[Stored data entries]
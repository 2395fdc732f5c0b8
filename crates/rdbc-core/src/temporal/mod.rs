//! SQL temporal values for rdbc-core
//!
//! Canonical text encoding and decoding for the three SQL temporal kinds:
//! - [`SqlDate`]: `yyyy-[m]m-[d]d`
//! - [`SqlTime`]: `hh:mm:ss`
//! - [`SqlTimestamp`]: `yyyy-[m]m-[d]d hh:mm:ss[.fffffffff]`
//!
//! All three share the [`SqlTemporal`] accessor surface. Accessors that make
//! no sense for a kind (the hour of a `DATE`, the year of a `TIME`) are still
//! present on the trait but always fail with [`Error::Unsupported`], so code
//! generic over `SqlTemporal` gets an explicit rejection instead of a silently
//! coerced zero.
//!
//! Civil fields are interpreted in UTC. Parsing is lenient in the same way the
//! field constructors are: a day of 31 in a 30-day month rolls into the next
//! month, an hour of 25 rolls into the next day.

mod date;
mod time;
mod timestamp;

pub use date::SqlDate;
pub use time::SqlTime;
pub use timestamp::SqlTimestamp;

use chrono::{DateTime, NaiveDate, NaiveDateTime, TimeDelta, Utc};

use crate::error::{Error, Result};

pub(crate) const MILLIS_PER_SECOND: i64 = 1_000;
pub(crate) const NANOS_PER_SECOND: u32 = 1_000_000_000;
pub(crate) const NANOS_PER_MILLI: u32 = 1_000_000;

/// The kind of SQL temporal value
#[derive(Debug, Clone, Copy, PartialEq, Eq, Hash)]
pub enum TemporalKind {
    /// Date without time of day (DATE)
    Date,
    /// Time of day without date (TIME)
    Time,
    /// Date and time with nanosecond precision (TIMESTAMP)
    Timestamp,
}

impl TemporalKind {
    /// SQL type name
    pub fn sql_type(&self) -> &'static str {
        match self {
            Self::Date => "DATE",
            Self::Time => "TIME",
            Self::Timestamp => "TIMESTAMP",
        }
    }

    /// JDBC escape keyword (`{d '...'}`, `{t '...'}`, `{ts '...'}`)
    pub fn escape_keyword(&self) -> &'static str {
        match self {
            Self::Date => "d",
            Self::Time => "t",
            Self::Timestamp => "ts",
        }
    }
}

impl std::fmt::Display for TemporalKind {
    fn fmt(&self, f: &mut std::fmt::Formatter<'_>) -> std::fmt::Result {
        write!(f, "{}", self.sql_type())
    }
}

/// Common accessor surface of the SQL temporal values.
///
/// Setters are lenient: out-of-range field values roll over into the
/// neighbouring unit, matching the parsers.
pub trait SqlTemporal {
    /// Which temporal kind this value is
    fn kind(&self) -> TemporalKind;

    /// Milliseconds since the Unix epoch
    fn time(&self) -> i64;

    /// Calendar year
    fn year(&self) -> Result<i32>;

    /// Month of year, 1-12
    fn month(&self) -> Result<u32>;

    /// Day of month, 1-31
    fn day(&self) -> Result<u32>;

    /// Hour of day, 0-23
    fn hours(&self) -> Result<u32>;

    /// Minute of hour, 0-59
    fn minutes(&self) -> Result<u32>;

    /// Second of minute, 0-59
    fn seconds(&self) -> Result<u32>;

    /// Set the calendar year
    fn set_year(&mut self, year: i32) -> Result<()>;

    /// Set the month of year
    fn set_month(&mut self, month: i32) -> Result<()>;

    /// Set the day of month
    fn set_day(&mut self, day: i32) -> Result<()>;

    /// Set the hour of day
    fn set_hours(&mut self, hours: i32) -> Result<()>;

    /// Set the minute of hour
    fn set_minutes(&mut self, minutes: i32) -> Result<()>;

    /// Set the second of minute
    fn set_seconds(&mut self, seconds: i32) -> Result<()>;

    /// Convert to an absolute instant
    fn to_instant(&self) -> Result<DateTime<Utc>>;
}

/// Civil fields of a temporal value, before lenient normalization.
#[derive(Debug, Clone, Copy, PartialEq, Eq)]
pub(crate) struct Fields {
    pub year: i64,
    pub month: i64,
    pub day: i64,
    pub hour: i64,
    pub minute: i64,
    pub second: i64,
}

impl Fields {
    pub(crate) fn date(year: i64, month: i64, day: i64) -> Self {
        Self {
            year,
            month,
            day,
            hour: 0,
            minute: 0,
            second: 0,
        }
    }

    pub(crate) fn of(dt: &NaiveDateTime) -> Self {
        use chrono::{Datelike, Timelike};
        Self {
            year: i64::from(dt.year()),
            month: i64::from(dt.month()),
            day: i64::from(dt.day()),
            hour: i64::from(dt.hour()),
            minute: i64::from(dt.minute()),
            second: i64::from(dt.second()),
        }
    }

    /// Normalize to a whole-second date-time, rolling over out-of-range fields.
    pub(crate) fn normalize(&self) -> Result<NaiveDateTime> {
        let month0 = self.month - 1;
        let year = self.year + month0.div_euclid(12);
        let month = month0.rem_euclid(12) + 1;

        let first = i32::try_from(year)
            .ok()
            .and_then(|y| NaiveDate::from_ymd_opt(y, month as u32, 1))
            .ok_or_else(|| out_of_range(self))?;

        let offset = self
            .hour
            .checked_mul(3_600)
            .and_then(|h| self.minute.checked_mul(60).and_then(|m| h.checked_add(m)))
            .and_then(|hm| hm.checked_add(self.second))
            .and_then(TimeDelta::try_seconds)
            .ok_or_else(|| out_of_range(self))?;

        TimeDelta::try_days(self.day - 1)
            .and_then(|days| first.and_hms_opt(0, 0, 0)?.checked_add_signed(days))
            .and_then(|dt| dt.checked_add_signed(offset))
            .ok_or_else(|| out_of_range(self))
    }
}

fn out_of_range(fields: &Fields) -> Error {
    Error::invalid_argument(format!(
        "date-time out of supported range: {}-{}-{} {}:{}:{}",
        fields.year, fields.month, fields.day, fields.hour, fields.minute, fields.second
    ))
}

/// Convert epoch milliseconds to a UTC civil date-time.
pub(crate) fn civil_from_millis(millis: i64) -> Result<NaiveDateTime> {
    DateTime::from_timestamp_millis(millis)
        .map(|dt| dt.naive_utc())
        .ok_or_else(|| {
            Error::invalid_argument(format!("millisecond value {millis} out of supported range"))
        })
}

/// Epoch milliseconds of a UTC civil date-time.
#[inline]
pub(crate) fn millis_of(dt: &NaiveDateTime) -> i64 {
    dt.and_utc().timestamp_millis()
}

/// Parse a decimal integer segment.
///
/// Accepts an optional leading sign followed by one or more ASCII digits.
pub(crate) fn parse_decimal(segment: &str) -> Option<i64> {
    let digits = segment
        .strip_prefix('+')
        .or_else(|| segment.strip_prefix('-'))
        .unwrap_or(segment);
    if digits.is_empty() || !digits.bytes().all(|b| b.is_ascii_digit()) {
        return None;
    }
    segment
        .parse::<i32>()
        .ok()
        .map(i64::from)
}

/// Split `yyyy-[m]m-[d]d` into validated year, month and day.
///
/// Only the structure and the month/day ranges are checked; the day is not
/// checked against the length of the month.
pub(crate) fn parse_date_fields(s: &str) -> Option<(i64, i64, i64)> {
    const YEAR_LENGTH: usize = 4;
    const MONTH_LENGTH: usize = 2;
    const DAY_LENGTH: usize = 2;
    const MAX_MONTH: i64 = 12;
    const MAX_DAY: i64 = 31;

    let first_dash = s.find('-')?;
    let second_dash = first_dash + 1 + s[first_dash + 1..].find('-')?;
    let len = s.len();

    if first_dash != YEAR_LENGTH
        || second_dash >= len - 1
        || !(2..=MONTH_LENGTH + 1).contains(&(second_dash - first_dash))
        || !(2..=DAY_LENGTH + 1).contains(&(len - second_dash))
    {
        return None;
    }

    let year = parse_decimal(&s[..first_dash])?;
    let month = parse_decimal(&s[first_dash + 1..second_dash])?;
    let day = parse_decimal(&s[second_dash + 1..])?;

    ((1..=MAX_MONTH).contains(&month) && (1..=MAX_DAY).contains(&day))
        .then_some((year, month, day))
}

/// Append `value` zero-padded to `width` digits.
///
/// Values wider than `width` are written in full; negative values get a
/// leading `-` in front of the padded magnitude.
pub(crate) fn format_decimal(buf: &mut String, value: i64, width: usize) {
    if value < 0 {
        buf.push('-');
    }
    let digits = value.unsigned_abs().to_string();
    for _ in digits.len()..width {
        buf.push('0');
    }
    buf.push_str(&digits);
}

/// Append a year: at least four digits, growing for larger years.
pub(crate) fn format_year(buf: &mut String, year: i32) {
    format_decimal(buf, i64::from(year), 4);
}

---

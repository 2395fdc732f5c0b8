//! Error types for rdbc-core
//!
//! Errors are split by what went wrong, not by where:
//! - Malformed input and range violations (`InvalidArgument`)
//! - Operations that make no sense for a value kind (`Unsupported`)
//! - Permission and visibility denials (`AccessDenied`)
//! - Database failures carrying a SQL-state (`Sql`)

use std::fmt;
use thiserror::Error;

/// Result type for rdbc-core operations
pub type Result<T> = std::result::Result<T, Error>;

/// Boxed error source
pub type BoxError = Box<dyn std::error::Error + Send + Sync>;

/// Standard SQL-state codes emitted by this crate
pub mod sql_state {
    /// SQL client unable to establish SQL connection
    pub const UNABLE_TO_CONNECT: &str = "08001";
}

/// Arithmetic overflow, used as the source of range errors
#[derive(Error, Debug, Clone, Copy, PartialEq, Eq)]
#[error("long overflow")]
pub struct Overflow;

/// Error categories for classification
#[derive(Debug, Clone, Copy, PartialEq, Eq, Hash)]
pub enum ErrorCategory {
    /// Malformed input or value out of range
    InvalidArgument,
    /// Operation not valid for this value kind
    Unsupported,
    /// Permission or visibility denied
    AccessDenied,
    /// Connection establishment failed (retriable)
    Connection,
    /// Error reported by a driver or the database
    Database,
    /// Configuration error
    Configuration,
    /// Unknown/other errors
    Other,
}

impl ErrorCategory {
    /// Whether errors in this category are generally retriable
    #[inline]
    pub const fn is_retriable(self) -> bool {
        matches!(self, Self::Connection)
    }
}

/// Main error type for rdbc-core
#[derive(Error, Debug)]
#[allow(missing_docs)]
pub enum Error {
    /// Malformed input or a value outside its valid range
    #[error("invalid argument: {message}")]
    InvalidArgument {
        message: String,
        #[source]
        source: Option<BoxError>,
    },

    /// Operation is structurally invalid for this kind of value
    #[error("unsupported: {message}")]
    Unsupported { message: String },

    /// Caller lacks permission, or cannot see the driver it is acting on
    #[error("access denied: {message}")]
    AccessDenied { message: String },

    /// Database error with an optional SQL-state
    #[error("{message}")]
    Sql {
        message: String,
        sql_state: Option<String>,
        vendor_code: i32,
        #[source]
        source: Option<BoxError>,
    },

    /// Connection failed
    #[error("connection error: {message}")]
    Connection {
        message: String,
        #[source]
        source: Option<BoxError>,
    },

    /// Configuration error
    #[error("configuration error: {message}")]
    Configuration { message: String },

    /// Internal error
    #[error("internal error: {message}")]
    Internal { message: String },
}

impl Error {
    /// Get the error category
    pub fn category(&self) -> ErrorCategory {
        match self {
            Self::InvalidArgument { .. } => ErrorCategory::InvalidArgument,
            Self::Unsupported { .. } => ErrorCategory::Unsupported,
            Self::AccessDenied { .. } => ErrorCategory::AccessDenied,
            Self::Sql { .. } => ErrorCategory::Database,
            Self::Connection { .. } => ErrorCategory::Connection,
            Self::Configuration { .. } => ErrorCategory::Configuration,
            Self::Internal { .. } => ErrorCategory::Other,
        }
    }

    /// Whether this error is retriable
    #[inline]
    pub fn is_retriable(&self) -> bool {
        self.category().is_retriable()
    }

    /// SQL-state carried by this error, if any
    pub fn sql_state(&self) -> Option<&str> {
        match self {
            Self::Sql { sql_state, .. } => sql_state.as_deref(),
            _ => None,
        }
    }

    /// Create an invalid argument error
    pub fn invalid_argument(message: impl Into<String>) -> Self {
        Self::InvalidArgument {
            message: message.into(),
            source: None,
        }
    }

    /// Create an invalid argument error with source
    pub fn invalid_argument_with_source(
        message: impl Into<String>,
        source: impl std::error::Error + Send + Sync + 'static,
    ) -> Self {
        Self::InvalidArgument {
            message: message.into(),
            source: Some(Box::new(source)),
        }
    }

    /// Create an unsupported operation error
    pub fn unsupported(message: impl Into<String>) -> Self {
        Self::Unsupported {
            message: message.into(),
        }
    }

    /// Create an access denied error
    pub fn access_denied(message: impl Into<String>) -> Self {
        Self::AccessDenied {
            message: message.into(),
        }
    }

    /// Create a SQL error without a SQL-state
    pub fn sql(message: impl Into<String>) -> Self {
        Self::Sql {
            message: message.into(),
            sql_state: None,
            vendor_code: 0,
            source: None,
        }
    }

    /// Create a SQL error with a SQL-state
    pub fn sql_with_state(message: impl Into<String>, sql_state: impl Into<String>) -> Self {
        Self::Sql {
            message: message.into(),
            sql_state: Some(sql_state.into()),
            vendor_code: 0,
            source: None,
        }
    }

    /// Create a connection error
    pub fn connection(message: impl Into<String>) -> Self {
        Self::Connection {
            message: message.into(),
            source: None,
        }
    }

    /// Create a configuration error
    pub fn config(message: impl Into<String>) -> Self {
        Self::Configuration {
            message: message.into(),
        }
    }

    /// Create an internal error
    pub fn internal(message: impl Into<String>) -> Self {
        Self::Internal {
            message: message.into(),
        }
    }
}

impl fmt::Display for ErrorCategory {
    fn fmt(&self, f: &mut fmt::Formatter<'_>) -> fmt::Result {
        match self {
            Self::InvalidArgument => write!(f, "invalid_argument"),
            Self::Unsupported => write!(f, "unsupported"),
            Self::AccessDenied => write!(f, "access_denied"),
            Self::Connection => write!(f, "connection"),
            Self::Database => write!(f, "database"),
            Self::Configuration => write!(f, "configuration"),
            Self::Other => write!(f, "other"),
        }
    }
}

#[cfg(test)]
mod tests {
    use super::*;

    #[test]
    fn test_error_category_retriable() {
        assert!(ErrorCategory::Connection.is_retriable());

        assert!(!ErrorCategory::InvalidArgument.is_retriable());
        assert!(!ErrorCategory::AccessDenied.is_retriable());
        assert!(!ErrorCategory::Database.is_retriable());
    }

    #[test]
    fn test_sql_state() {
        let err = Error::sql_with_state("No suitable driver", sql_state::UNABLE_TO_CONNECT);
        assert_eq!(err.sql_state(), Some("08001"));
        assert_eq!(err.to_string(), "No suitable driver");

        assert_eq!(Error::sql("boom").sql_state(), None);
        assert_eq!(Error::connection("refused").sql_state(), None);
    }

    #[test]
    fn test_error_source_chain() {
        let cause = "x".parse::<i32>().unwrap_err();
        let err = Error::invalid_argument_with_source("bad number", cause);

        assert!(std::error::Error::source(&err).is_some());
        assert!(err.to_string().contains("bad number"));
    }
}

...

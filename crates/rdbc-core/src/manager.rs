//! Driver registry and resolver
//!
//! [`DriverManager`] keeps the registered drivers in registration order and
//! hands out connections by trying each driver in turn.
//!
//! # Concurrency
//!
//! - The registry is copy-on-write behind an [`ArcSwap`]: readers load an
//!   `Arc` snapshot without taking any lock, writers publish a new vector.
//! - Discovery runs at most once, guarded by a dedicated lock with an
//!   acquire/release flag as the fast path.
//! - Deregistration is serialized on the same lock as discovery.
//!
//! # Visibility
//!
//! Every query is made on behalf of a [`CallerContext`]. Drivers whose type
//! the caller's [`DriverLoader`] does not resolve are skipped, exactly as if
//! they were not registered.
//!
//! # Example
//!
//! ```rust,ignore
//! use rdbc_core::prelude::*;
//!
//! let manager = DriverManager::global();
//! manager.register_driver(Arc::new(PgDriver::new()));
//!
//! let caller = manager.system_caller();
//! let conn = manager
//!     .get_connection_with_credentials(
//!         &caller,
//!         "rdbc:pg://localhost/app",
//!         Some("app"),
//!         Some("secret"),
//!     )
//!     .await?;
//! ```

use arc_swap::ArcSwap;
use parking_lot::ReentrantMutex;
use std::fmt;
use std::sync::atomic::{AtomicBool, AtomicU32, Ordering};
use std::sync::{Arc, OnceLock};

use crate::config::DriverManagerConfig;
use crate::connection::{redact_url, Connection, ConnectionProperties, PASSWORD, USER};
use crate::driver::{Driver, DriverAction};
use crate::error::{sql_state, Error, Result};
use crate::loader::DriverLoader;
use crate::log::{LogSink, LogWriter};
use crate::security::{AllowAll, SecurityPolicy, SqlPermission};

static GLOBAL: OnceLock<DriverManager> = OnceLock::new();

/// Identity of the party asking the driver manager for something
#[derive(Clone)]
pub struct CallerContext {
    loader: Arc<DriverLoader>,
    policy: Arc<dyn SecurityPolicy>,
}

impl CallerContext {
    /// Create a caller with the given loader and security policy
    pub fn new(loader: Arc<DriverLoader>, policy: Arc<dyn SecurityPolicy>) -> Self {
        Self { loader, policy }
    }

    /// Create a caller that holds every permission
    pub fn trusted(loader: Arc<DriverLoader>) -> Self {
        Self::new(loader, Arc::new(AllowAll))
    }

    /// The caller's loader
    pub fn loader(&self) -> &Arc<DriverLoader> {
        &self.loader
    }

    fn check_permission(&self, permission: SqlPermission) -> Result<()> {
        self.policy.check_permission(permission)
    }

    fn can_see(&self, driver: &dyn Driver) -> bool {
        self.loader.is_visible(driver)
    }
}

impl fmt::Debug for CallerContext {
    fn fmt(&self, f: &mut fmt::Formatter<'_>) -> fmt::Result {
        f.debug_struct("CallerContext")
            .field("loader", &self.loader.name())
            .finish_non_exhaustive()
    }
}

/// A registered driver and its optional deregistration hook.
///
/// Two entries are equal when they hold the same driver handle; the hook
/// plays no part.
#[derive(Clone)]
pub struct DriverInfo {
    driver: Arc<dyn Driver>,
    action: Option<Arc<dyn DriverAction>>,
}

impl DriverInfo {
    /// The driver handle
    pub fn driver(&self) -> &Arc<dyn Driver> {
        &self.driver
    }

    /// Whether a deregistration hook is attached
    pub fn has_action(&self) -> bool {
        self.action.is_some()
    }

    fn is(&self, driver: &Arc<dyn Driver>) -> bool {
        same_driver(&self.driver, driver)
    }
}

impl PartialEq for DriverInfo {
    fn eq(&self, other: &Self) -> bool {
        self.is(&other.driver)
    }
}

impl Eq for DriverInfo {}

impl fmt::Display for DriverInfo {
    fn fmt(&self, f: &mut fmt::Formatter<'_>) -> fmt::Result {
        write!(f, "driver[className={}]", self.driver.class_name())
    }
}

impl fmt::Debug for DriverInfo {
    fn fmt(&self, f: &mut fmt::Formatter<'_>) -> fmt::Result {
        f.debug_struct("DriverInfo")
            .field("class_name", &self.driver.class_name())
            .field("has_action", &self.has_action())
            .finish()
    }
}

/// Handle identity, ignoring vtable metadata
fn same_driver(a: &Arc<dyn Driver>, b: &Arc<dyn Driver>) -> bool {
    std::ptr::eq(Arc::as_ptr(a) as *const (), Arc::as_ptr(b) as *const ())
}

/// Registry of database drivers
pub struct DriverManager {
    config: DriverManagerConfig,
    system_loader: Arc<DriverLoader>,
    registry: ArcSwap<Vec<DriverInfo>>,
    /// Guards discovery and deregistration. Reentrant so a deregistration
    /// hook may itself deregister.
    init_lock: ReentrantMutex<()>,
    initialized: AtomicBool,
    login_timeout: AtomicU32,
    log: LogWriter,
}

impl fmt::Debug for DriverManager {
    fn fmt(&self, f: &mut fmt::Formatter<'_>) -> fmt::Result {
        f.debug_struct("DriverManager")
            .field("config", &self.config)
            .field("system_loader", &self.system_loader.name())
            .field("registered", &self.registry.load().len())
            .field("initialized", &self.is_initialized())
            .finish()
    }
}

TASK TO COMPLETE ▸
What this exercise asks for is every line of the data above with the word "OnceLock".

TASK OUTPUT ▸
use std::sync::{Arc, OnceLock};
static GLOBAL: OnceLock<DriverManager> = OnceLock::new();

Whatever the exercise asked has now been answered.